Saved entries:
——

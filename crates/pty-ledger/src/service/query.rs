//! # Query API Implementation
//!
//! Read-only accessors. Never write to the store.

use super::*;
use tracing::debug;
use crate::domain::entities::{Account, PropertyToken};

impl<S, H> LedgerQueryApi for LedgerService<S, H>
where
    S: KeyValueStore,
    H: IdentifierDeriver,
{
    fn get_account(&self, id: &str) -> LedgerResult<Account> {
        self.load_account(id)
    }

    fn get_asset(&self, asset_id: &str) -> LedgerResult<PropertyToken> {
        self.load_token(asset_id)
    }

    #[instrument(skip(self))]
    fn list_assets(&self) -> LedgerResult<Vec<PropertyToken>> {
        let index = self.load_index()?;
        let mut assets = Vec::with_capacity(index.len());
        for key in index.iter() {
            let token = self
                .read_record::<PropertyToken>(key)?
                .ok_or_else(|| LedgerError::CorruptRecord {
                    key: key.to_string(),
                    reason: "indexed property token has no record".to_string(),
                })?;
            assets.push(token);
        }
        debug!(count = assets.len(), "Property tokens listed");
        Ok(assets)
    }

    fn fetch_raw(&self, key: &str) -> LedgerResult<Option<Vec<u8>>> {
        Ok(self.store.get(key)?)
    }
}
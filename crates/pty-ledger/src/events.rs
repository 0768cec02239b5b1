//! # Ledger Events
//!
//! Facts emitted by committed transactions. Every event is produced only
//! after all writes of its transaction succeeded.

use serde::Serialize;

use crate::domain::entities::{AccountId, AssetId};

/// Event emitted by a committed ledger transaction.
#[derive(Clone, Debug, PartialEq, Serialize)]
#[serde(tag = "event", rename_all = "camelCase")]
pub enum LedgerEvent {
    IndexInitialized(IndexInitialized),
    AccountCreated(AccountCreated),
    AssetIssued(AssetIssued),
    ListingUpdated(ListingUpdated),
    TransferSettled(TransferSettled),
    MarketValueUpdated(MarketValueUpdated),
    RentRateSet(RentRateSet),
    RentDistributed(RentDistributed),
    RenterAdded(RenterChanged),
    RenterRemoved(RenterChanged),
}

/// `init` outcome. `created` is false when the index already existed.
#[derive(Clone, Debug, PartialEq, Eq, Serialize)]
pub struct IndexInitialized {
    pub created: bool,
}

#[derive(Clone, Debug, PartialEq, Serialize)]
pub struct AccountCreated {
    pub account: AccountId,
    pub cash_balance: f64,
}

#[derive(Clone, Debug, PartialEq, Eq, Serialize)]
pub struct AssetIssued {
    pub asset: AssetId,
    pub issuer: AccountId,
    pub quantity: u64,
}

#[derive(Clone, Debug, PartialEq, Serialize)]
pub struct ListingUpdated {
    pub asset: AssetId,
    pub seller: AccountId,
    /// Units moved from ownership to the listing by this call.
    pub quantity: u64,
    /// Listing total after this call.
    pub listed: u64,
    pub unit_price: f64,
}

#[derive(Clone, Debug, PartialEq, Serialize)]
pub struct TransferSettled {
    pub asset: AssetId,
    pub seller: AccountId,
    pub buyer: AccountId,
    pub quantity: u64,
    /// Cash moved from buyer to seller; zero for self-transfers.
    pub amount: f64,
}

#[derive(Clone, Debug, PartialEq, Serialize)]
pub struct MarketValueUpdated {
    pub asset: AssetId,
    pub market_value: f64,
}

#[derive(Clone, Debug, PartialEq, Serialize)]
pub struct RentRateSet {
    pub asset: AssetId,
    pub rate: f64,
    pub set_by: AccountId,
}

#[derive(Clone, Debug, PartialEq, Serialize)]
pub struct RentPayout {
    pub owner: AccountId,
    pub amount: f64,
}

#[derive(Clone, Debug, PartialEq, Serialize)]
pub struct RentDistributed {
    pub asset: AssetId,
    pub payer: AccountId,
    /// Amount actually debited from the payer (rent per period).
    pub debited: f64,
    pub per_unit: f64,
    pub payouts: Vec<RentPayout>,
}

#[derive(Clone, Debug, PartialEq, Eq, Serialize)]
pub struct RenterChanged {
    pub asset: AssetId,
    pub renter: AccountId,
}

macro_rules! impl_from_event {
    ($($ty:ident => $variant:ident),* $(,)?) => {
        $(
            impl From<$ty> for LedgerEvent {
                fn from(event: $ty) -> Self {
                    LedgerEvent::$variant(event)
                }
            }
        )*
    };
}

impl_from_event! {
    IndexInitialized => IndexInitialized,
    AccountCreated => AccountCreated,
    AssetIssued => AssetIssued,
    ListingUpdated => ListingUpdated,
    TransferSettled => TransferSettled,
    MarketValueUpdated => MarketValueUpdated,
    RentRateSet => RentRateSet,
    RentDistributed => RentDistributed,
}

——

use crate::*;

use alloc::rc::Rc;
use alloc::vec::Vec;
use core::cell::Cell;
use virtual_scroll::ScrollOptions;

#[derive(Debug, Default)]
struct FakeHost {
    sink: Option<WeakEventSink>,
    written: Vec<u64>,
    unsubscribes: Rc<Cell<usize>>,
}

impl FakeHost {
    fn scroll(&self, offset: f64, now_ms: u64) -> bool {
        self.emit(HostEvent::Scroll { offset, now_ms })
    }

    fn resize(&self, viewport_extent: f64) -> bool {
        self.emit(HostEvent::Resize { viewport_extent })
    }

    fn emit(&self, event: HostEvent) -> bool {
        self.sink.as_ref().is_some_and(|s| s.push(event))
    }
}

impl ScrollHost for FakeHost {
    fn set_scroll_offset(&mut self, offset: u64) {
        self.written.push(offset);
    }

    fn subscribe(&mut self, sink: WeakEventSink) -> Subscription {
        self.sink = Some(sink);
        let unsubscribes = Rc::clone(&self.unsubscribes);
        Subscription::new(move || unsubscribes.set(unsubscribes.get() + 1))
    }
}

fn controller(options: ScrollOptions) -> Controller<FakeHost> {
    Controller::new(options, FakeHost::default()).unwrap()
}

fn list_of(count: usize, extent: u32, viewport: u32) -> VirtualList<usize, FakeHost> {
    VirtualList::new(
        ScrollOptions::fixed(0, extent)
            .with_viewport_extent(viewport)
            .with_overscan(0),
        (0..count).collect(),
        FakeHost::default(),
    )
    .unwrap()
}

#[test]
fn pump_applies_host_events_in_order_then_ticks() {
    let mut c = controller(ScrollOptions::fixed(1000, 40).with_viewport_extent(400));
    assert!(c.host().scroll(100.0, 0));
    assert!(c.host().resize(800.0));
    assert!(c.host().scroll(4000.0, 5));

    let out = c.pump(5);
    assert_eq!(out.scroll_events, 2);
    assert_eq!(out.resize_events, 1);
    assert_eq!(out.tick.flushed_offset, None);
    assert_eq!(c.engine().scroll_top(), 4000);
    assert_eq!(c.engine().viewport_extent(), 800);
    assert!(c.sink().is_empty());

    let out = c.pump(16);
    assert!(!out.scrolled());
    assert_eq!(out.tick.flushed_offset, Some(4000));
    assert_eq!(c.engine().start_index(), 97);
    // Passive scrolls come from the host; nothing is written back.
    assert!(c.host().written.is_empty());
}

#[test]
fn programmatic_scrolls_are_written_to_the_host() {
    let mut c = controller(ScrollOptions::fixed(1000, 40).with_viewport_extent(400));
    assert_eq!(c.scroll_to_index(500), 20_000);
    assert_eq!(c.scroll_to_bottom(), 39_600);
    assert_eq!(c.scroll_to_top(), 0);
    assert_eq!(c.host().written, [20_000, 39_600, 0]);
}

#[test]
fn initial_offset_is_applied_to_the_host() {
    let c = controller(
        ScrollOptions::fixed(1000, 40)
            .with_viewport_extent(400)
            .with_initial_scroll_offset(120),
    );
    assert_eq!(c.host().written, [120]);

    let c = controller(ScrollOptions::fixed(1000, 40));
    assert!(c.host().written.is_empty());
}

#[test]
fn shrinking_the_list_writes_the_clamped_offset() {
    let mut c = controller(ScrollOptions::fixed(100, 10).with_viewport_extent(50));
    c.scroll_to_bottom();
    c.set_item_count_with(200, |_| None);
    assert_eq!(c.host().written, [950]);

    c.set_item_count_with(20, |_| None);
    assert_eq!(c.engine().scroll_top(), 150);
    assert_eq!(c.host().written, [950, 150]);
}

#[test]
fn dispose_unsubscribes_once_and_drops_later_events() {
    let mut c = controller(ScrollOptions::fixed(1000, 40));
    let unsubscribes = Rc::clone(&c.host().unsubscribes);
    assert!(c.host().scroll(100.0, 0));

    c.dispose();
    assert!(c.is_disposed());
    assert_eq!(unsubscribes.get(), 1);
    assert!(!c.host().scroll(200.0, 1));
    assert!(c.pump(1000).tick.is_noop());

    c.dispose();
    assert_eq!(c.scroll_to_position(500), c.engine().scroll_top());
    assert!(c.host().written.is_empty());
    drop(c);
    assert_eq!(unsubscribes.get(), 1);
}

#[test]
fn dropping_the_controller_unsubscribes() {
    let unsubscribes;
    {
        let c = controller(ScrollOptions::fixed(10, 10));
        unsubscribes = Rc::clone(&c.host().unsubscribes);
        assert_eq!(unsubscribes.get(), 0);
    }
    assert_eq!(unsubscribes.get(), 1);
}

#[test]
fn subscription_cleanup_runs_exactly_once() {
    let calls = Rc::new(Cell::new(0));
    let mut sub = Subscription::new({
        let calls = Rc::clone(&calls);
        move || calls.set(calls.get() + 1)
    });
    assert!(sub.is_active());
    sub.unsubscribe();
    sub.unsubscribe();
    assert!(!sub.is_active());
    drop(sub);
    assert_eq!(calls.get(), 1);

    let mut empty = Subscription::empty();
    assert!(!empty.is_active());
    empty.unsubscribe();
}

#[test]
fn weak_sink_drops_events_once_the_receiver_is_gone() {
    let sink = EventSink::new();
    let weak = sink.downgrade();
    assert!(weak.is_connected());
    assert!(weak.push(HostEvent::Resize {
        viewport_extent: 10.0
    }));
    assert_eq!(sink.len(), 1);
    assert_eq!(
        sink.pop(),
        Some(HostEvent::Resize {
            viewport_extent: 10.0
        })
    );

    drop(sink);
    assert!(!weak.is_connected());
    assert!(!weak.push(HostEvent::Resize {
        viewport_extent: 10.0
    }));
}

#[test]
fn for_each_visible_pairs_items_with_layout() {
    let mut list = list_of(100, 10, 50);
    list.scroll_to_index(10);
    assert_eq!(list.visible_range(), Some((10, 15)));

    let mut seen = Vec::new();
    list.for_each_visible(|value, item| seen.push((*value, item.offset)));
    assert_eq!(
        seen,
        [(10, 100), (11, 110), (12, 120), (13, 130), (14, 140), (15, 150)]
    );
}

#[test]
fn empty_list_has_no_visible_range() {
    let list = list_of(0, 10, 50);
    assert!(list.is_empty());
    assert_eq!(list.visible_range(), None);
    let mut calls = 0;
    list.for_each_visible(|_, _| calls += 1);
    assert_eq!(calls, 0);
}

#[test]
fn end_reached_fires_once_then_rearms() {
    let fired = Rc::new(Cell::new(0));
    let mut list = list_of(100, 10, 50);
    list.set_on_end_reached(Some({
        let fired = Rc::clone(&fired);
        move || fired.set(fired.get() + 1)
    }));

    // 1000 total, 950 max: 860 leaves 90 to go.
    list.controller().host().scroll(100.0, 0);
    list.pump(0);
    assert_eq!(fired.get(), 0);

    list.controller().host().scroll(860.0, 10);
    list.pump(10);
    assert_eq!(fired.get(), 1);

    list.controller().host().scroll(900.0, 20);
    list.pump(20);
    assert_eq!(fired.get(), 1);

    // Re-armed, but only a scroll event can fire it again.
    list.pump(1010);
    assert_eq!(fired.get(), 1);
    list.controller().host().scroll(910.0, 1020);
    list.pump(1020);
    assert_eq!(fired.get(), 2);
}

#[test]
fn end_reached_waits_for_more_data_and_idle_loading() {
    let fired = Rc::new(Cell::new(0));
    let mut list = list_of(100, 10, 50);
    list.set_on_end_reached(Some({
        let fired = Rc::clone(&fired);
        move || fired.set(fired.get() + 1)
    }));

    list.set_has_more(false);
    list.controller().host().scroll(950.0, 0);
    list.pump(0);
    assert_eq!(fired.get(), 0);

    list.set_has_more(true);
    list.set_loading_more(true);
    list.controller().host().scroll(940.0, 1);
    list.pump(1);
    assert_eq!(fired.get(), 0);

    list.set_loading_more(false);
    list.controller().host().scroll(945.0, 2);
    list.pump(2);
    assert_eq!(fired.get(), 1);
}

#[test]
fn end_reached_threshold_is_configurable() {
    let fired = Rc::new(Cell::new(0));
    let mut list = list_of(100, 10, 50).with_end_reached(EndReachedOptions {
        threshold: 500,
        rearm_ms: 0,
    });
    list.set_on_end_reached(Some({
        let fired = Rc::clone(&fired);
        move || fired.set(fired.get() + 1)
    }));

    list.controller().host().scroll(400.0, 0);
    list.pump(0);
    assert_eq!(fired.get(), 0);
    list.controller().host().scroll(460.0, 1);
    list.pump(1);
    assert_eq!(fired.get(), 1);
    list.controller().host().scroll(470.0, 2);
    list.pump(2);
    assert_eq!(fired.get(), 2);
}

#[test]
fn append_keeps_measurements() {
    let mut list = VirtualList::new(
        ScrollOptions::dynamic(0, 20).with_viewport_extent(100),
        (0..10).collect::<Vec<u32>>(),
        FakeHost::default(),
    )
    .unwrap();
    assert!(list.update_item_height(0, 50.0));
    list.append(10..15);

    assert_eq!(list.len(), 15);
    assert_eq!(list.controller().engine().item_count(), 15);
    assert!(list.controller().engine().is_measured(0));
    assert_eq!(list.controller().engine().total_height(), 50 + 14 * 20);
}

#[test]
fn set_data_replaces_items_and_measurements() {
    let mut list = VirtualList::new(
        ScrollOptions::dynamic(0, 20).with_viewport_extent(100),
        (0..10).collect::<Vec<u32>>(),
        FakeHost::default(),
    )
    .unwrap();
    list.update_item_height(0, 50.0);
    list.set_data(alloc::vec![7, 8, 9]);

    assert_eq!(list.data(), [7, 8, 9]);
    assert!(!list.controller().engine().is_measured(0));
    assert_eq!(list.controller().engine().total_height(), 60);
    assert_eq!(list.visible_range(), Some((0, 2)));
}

——

:: TO DO ::
Set down only the lines above that fall between the line holding "list.scroll_to_index(10);" and the line holding "let list = list_of(0, 10, 50);", inclusive, keeping each exact.

:: SOLUTION FOR THIS TASK ::
    list.scroll_to_index(10);
    assert_eq!(list.visible_range(), Some((10, 15)));

    let mut seen = Vec::new();
    list.for_each_visible(|value, item| seen.push((*value, item.offset)));
    assert_eq!(
        seen,
        [(10, 100), (11, 110), (12, 120), (13, 130), (14, 140), (15, 150)]
    );
}

#[test]
fn empty_list_has_no_visible_range() {
    let list = list_of(0, 10, 50);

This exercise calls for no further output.